But this doesn’t mean that messy or incoherent URLs are okay.

You have to make sure your URLs also pitch into your smooth UX and SEO-friendliness.

Just imagine seeing two web pages where one has random numbers and symbols, while the other one is fairly short and has all the keywords that match your initial search. Which one would you choose?

❌ www.abc.com/n2647kh-hdfyk-57j8l05783/89sports-shoes-nike

✅ www.abs.com/shoes/nike-trainers

Run Keyword Research That’s Tailored for Ecommerce

If site architecture is the foundation of your SEO success, keywords are the walls that hold it.

So before you get to anything else, you have to run eCommerce-tailored keyword research. Having the right keyword strategy leads to more organic visibility and higher digital footfall.

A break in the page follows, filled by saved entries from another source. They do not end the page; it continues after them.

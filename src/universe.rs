// =============================================================================
// universe.rs — THE WATCHLIST
// =============================================================================
//
// Thirty companies, fifteen per sector. Tech, because they cannot stop
// talking about AI. Energy, because we wanted to see if they had started.
//
// Each entry is (TICKER, CIK, SECTOR). The CIKs are real SEC Central Index
// Keys. A JSON file can replace this list at runtime; entries in that file
// may be missing fields, and those get skipped with a warning rather than
// taking the whole run down.
// =============================================================================

use std::collections::HashSet;
use std::path::Path;

use serde::Deserialize;
use tracing::{info, warn};

use crate::error::PipelineError;
use crate::models::CompanyRecord;

const CIK_WIDTH: usize = 10;

const BUILTIN_COMPANIES: &[(&str, &str, &str)] = &[
    // Tech
    ("AAPL", "0000320193", "Tech"),
    ("MSFT", "0000789019", "Tech"),
    ("GOOGL", "0001652044", "Tech"),
    ("AMZN", "0001018724", "Tech"),
    ("META", "0001326801", "Tech"),
    ("NVDA", "0001045810", "Tech"),
    ("AMD", "0000002488", "Tech"),
    ("AVGO", "0001730168", "Tech"),
    ("CRM", "0001108524", "Tech"),
    ("ORCL", "0001341439", "Tech"),
    ("IBM", "0000051143", "Tech"),
    ("INTC", "0000050863", "Tech"),
    ("ADBE", "0000796343", "Tech"),
    ("CSCO", "0000858877", "Tech"),
    ("SNOW", "0001640147", "Tech"),
    // Energy
    ("XOM", "0000034088", "Energy"),
    ("CVX", "0000093410", "Energy"),
    ("SLB", "0000087347", "Energy"),
    ("OXY", "0000797468", "Energy"),
    ("BP", "0000313807", "Energy"),
    ("SHEL", "0001306965", "Energy"),
    ("COP", "0001163165", "Energy"),
    ("EOG", "0000821189", "Energy"),
    ("PBR", "0001161683", "Energy"),
    ("HAL", "0000045012", "Energy"),
    ("KMI", "0001506307", "Energy"),
    ("ENB", "0000378249", "Energy"),
    ("EPD", "0001061219", "Energy"),
    ("NE", "0000314808", "Energy"),
    ("OKLO", "0001849056", "Energy"),
];

/// A company entry as it might appear in a universe file, before we know
/// whether it is complete.
#[derive(Debug, Clone, Default, Deserialize)]
pub struct RawCompany {
    #[serde(default)]
    pub ticker: Option<String>,
    #[serde(default)]
    pub cik: Option<RawCik>,
    #[serde(default)]
    pub sector: Option<String>,
}

/// Hand-written universe files quote the CIK about half the time.
#[derive(Debug, Clone, PartialEq, Eq, Deserialize)]
#[serde(untagged)]
pub enum RawCik {
    Text(String),
    Number(i64),
}

impl RawCik {
    fn to_text(&self) -> String {
        match self {
            RawCik::Text(s) => s.trim().to_string(),
            RawCik::Number(n) => n.to_string(),
        }
    }
}

impl From<&str> for RawCik {
    fn from(s: &str) -> Self {
        RawCik::Text(s.to_string())
    }
}

/// Digits only, and no wider than the registry's fixed width.
fn is_valid_cik(cik: &str) -> bool {
    !cik.is_empty() && cik.len() <= CIK_WIDTH && cik.bytes().all(|b| b.is_ascii_digit())
}

/// Zero-pad a CIK to the registry's fixed ten-character width.
/// Padding an already padded CIK changes nothing.
pub fn pad_cik(cik: &str) -> String {
    format!("{:0>width$}", cik.trim(), width = CIK_WIDTH)
}

/// The built-in universe.
pub fn builtin_universe() -> Vec<CompanyRecord> {
    let raw = BUILTIN_COMPANIES
        .iter()
        .map(|(ticker, cik, sector)| RawCompany {
            ticker: Some(ticker.to_string()),
            cik: Some(RawCik::from(*cik)),
            sector: Some(sector.to_string()),
        })
        .collect();
    normalize_universe(raw)
}

/// Load the universe from a JSON array of `{ticker, cik, sector}` objects,
/// or fall back to the built-in list when no path is given.
pub fn load_universe(path: Option<&Path>) -> Result<Vec<CompanyRecord>, PipelineError> {
    let Some(path) = path else {
        let universe = builtin_universe();
        info!(companies = universe.len(), "Company universe loaded (built-in)");
        return Ok(universe);
    };

    if !path.exists() {
        return Err(PipelineError::MissingInput {
            path: path.to_path_buf(),
            hint: "point AI_FILINGS_UNIVERSE_PATH at an existing file or unset it",
        });
    }

    let body = std::fs::read_to_string(path)?;
    let raw: Vec<RawCompany> = serde_json::from_str(&body).map_err(|e| PipelineError::Universe {
        path: path.to_path_buf(),
        reason: e.to_string(),
    })?;

    let universe = normalize_universe(raw);
    info!(
        companies = universe.len(),
        path = %path.display(),
        "Company universe loaded from file"
    );
    Ok(universe)
}

/// Validate raw entries: drop anything missing a ticker, CIK or sector, pad
/// the CIK, and keep only the first entry for each ticker.
pub fn normalize_universe(raw: Vec<RawCompany>) -> Vec<CompanyRecord> {
    let mut seen = HashSet::new();
    let mut universe = Vec::with_capacity(raw.len());

    for entry in raw {
        let ticker = non_empty(entry.ticker.as_deref());
        let cik_text = entry.cik.as_ref().map(RawCik::to_text);
        let cik = non_empty(cik_text.as_deref());
        let sector = non_empty(entry.sector.as_deref());

        let (Some(ticker), Some(cik), Some(sector)) = (ticker, cik, sector) else {
            warn!(?entry, "Skipping malformed company record");
            continue;
        };

        if !is_valid_cik(cik) {
            warn!(ticker = ticker, cik = cik, "Skipping company record with a non-numeric or overlong CIK");
            continue;
        }

        if !seen.insert(ticker.to_string()) {
            warn!(ticker = ticker, "Skipping duplicate ticker in company universe");
            continue;
        }

        universe.push(CompanyRecord {
            ticker: ticker.to_string(),
            cik: pad_cik(cik),
            sector: sector.to_string(),
        });
    }

    universe
}

fn non_empty(value: Option<&str>) -> Option<&str> {
    value.map(str::trim).filter(|v| !v.is_empty())
}

#[cfg(test)]
mod tests {
    use super::*;

    #[test]
    fn test_pad_cik() {
        assert_eq!(pad_cik("320193"), "0000320193");
        assert_eq!(pad_cik("2488"), "0000002488");
        assert_eq!(pad_cik("1234567890"), "1234567890");
        assert_eq!(pad_cik(" 51143 "), "0000051143");
    }

    #[test]
    fn test_pad_cik_is_idempotent() {
        for (_, cik, _) in BUILTIN_COMPANIES {
            let once = pad_cik(cik.trim_start_matches('0'));
            let twice = pad_cik(&once);
            assert_eq!(once, twice);
            assert_eq!(once.len(), 10);
            assert!(once.chars().all(|c| c.is_ascii_digit()));
        }
    }

    #[test]
    fn test_builtin_universe_is_complete_and_unique() {
        let universe = builtin_universe();
        assert_eq!(universe.len(), 30);
        let tickers: HashSet<_> = universe.iter().map(|c| c.ticker.as_str()).collect();
        assert_eq!(tickers.len(), 30);
        assert_eq!(universe.iter().filter(|c| c.sector == "Energy").count(), 15);
    }

    #[test]
    fn test_normalize_skips_malformed_and_duplicates() {
        let raw = vec![
            RawCompany {
                ticker: Some("AAPL".into()),
                cik: Some("320193".into()),
                sector: Some("Tech".into()),
            },
            RawCompany {
                ticker: Some("NOCIK".into()),
                cik: None,
                sector: Some("Tech".into()),
            },
            RawCompany {
                ticker: Some("  ".into()),
                cik: Some("1".into()),
                sector: Some("Tech".into()),
            },
            RawCompany {
                ticker: Some("AAPL".into()),
                cik: Some("999".into()),
                sector: Some("Energy".into()),
            },
        ];
        let universe = normalize_universe(raw);
        assert_eq!(universe.len(), 1);
        assert_eq!(universe[0].cik, "0000320193");
        assert_eq!(universe[0].sector, "Tech");
    }

    #[test]
    fn test_load_universe_from_file() {
        let tmp = tempfile::TempDir::new().unwrap();
        let path = tmp.path().join("universe.json");
        std::fs::write(
            &path,
            r#"[{"ticker": "XOM", "cik": "34088", "sector": "Energy"}, {"ticker": "BAD"}]"#,
        )
        .unwrap();

        let universe = load_universe(Some(&path)).unwrap();
        assert_eq!(universe.len(), 1);
        assert_eq!(universe[0].cik, "0000034088");
    }

    #[test]
    fn test_invalid_ciks_are_skipped() {
        let raw = vec![
            RawCompany {
                ticker: Some("LETTERS".into()),
                cik: Some("12ab".into()),
                sector: Some("Tech".into()),
            },
            RawCompany {
                ticker: Some("WIDE".into()),
                cik: Some("123456789012".into()),
                sector: Some("Tech".into()),
            },
            RawCompany {
                ticker: Some("NEG".into()),
                cik: Some(RawCik::Number(-5)),
                sector: Some("Tech".into()),
            },
            RawCompany {
                ticker: Some("OK".into()),
                cik: Some("1234567890".into()),
                sector: Some("Tech".into()),
            },
        ];
        let universe = normalize_universe(raw);
        let tickers: Vec<&str> = universe.iter().map(|c| c.ticker.as_str()).collect();
        assert_eq!(tickers, vec!["OK"]);
        assert!(universe.iter().all(|c| c.cik.len() == 10));
    }

    #[test]
    fn test_numeric_cik_in_universe_file() {
        let tmp = tempfile::TempDir::new().unwrap();
        let path = tmp.path().join("universe.json");
        std::fs::write(
            &path,
            r#"[{"ticker": "AAPL", "cik": 320193, "sector": "Tech"},
                {"ticker": "XOM", "cik": "34088", "sector": "Energy"},
                {"ticker": "BAD", "cik": "12ab", "sector": "Energy"}]"#,
        )
        .unwrap();

        let universe = load_universe(Some(&path)).unwrap();
        let ciks: Vec<&str> = universe.iter().map(|c| c.cik.as_str()).collect();
        assert_eq!(ciks, vec!["0000320193", "0000034088"]);
    }

    #[test]
    fn test_load_universe_missing_file_is_fatal() {
        let err = load_universe(Some(Path::new("/definitely/not/here.json"))).unwrap_err();
        assert!(matches!(err, PipelineError::MissingInput { .. }));
    }
}
// ═══════════════════════════════════════════════════════════════
// RUN METRICS - Because if you can't measure it, it didn't happen
// ═══════════════════════════════════════════════════════════════
//
// Atomic counters for every stage. Workers bump them concurrently with no
// locks; the snapshot gets logged as JSON at the end of each stage and
// written next to the processed data after a full run.

use std::path::Path;
use std::sync::atomic::Ordering;
use std::time::Instant;

use chrono::{DateTime, Utc};
use portable_atomic::AtomicU64;
use serde::Serialize;
use tracing::info;

/// The metrics snapshot - what gets serialized to JSON
#[derive(Debug, Serialize, Clone, PartialEq)]
pub struct MetricsSnapshot {
    pub started_at: DateTime<Utc>,
    pub elapsed_seconds: f64,
    pub companies_queried: u64,
    pub companies_skipped: u64,
    pub filings_discovered: u64,
    pub filings_processed: u64,
    pub filings_skipped: u64,
    pub filings_failed: u64,
    pub cache_hits: u64,
    pub cache_misses: u64,
    pub cache_write_failures: u64,
    pub fetch_attempts: u64,
    pub paragraphs_scanned: u64,
    pub paragraphs_matched: u64,
    pub rows_loaded: u64,
}

/// Thread-safe atomic metrics collector
pub struct RunMetrics {
    pub companies_queried: AtomicU64,
    pub companies_skipped: AtomicU64,
    pub filings_discovered: AtomicU64,
    pub filings_processed: AtomicU64,
    pub filings_skipped: AtomicU64,
    pub filings_failed: AtomicU64,
    pub cache_hits: AtomicU64,
    pub cache_misses: AtomicU64,
    pub cache_write_failures: AtomicU64,
    pub fetch_attempts: AtomicU64,
    pub paragraphs_scanned: AtomicU64,
    pub paragraphs_matched: AtomicU64,
    pub rows_loaded: AtomicU64,
    started_at: DateTime<Utc>,
    start_time: Instant,
}

impl RunMetrics {
    pub fn new() -> Self {
        Self {
            companies_queried: AtomicU64::new(0),
            companies_skipped: AtomicU64::new(0),
            filings_discovered: AtomicU64::new(0),
            filings_processed: AtomicU64::new(0),
            filings_skipped: AtomicU64::new(0),
            filings_failed: AtomicU64::new(0),
            cache_hits: AtomicU64::new(0),
            cache_misses: AtomicU64::new(0),
            cache_write_failures: AtomicU64::new(0),
            fetch_attempts: AtomicU64::new(0),
            paragraphs_scanned: AtomicU64::new(0),
            paragraphs_matched: AtomicU64::new(0),
            rows_loaded: AtomicU64::new(0),
            started_at: Utc::now(),
            start_time: Instant::now(),
        }
    }

    /// Bump a counter by one.
    pub fn incr(counter: &AtomicU64) {
        counter.fetch_add(1, Ordering::Relaxed);
    }

    /// Bump a counter by `n`.
    pub fn add(counter: &AtomicU64, n: u64) {
        counter.fetch_add(n, Ordering::Relaxed);
    }

    pub fn snapshot(&self) -> MetricsSnapshot {
        MetricsSnapshot {
            started_at: self.started_at,
            elapsed_seconds: self.start_time.elapsed().as_secs_f64(),
            companies_queried: self.companies_queried.load(Ordering::Relaxed),
            companies_skipped: self.companies_skipped.load(Ordering::Relaxed),
            filings_discovered: self.filings_discovered.load(Ordering::Relaxed),
            filings_processed: self.filings_processed.load(Ordering::Relaxed),
            filings_skipped: self.filings_skipped.load(Ordering::Relaxed),
            filings_failed: self.filings_failed.load(Ordering::Relaxed),
            cache_hits: self.cache_hits.load(Ordering::Relaxed),
            cache_misses: self.cache_misses.load(Ordering::Relaxed),
            cache_write_failures: self.cache_write_failures.load(Ordering::Relaxed),
            fetch_attempts: self.fetch_attempts.load(Ordering::Relaxed),
            paragraphs_scanned: self.paragraphs_scanned.load(Ordering::Relaxed),
            paragraphs_matched: self.paragraphs_matched.load(Ordering::Relaxed),
            rows_loaded: self.rows_loaded.load(Ordering::Relaxed),
        }
    }

    /// Log the current snapshot as a single JSON blob.
    pub fn log_summary(&self, stage: &str) {
        match serde_json::to_string(&self.snapshot()) {
            Ok(json) => info!(stage = stage, metrics = %json, "📊 Stage metrics"),
            Err(e) => info!(stage = stage, error = %e, "📊 Stage metrics unavailable"),
        }
    }

    /// Persist the snapshot as pretty JSON.
    pub fn write_json(&self, path: &Path) -> std::io::Result<()> {
        let json = serde_json::to_string_pretty(&self.snapshot())
            .map_err(|e| std::io::Error::new(std::io::ErrorKind::InvalidData, e))?;
        std::fs::write(path, json)
    }
}

impl Default for RunMetrics {
    fn default() -> Self {
        Self::new()
    }
}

While there are a lot of posts that cover keyword research in great depth, eCommerce might require you to do things a bit differently.

Why? Because your job is not to just find popular keywords that will bring more traffic, you need to bring highly targeted customers who are ready to buy from you.

As keyword intent (reflects a user’s intent for the search) is the only way you can really know when the person is in the buying mode, you need a way to understand that intent. Semrush is one of the few solutions that feature this metric so I’ll show you the perfect eCommerce keyword research workflow with the help of this platform.

1. Brainstorm your preliminary keyword list

As an eCommerce business, one thing should come easy for you—your initial keyword list should typically include your entire product range, including categories and subcategories. 

You can simply use all the product/category names of your web pages and list them down. 

Product-focused keywords 

Search terms that feature your product are always your top-priority keywords to target.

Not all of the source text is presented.